The problem: In the entries below, find the line with "pub mod shared;" and print exactly every line from there up to and including the line with "pub use translate::TranslateBar;", with no other lines.

Source records:
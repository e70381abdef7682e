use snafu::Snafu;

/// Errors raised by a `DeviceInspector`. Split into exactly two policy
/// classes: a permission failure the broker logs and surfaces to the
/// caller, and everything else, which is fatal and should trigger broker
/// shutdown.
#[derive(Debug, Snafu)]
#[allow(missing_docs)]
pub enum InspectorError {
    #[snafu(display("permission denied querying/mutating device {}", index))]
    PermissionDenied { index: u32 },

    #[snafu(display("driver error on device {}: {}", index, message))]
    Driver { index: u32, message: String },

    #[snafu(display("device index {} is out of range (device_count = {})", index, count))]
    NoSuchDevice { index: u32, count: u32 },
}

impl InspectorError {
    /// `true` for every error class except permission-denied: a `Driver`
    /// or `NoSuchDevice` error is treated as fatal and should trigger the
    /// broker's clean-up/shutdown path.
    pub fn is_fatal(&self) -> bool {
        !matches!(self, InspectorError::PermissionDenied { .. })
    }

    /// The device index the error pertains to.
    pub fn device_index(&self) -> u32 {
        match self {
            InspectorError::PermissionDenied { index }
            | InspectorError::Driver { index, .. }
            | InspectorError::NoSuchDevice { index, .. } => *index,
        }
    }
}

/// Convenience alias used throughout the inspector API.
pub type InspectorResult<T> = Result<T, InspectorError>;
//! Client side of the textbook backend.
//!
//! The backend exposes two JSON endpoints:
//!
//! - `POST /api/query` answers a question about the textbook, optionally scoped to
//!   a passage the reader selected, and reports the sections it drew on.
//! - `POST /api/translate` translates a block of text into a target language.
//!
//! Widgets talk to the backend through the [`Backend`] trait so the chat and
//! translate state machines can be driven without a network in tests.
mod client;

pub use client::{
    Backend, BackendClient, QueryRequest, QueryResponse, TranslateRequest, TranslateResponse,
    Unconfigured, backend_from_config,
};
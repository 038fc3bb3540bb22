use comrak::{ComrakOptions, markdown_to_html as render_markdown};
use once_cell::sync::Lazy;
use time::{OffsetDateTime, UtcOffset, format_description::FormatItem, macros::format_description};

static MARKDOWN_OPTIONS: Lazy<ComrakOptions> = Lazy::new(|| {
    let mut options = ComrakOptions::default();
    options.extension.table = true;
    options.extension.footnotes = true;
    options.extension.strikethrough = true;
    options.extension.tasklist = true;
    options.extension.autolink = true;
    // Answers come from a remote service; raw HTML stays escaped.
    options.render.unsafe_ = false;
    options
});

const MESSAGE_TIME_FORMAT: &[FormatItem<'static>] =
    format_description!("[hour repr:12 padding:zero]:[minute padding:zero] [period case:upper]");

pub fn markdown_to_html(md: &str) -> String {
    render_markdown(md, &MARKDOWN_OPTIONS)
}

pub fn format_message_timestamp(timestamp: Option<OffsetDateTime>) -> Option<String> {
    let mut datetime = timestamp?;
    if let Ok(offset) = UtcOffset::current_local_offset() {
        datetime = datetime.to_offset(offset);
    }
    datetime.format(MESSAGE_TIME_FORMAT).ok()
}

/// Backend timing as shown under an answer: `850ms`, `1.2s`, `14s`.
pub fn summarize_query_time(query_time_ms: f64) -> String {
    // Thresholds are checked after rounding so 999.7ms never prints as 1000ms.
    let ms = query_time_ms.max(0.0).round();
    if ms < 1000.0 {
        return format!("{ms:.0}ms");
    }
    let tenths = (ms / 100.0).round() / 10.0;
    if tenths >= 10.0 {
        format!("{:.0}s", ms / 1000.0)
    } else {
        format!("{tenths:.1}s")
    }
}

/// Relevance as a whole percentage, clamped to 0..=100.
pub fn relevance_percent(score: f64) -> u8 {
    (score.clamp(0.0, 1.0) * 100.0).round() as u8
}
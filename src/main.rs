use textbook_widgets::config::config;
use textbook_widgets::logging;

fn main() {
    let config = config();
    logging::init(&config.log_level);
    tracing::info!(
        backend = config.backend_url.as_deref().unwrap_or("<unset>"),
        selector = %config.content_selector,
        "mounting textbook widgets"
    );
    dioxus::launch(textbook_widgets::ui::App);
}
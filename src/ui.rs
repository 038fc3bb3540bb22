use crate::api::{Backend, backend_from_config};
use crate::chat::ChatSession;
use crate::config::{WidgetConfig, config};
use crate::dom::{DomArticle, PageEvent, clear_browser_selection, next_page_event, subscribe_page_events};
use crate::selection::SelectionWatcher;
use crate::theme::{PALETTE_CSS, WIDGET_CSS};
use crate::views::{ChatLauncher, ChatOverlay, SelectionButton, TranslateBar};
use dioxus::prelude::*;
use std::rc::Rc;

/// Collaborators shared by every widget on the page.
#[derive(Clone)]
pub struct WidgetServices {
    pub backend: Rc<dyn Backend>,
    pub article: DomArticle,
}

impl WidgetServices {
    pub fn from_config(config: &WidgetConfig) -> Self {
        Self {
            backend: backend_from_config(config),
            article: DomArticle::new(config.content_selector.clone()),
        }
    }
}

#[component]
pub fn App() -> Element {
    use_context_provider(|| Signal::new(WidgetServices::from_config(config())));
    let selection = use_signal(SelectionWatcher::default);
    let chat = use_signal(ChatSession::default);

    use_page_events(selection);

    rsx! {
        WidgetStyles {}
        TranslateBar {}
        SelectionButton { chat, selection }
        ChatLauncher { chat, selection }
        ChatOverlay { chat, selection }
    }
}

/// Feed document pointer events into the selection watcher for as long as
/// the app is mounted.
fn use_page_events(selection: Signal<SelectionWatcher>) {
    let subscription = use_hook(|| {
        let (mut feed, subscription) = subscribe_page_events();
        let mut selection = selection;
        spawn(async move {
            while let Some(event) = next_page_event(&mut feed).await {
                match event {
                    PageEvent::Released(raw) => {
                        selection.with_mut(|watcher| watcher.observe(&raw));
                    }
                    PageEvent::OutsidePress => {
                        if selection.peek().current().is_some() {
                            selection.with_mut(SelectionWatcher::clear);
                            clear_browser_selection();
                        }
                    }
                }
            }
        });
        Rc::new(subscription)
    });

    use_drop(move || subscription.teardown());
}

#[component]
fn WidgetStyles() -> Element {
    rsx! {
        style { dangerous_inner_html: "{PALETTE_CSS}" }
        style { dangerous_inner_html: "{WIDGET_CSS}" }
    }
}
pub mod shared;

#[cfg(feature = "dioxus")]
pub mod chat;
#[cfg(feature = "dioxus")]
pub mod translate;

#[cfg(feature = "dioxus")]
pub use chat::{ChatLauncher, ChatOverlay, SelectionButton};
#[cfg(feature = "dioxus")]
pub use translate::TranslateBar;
---
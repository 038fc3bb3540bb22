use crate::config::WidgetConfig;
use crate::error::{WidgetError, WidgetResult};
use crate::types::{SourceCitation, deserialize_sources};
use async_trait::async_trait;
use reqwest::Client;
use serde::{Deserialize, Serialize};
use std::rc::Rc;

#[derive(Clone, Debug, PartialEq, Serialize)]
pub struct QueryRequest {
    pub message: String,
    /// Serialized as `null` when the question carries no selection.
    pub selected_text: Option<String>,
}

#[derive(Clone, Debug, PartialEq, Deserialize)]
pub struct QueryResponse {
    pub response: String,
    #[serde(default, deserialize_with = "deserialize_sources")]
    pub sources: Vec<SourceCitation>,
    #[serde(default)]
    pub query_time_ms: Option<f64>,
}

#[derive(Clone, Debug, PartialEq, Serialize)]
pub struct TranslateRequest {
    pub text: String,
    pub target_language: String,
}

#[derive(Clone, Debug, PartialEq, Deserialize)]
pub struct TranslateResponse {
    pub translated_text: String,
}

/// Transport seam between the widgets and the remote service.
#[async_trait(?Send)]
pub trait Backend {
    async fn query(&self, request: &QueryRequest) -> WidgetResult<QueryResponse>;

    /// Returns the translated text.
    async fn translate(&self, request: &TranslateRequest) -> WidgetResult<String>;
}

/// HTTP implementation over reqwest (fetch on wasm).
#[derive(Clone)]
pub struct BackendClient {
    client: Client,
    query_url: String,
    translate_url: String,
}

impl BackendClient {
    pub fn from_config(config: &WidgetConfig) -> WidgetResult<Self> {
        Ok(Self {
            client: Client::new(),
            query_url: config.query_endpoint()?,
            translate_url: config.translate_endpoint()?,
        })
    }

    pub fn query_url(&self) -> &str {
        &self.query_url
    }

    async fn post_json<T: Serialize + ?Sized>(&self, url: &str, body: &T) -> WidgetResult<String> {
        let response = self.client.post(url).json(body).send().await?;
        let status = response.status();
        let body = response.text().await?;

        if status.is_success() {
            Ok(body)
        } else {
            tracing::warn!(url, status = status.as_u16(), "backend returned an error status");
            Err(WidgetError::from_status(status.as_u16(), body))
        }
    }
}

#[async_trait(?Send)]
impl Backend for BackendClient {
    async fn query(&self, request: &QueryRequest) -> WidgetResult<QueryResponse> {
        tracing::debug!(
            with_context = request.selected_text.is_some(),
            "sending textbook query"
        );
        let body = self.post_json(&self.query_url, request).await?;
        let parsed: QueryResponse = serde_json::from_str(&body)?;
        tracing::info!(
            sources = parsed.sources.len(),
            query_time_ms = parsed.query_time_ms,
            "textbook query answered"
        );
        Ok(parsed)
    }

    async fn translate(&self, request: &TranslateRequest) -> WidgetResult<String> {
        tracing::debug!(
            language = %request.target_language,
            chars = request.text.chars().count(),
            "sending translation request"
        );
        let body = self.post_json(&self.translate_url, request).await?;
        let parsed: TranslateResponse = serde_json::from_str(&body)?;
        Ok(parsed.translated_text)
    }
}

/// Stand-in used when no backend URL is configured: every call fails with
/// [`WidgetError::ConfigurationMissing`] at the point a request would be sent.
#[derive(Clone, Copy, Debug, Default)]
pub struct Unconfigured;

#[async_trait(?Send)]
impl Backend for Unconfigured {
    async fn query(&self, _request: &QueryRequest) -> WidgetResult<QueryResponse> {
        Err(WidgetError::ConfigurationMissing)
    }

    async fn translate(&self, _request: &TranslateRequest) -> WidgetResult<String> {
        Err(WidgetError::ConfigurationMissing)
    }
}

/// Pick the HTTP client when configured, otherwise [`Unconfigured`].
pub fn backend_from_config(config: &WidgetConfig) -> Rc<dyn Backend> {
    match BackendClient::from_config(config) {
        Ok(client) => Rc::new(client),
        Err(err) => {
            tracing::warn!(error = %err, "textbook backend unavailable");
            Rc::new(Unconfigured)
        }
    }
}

Written answer:
pub mod shared;

#[cfg(feature = "dioxus")]
pub mod chat;
#[cfg(feature = "dioxus")]
pub mod translate;

#[cfg(feature = "dioxus")]
pub use chat::{ChatLauncher, ChatOverlay, SelectionButton};
#[cfg(feature = "dioxus")]
pub use translate::TranslateBar;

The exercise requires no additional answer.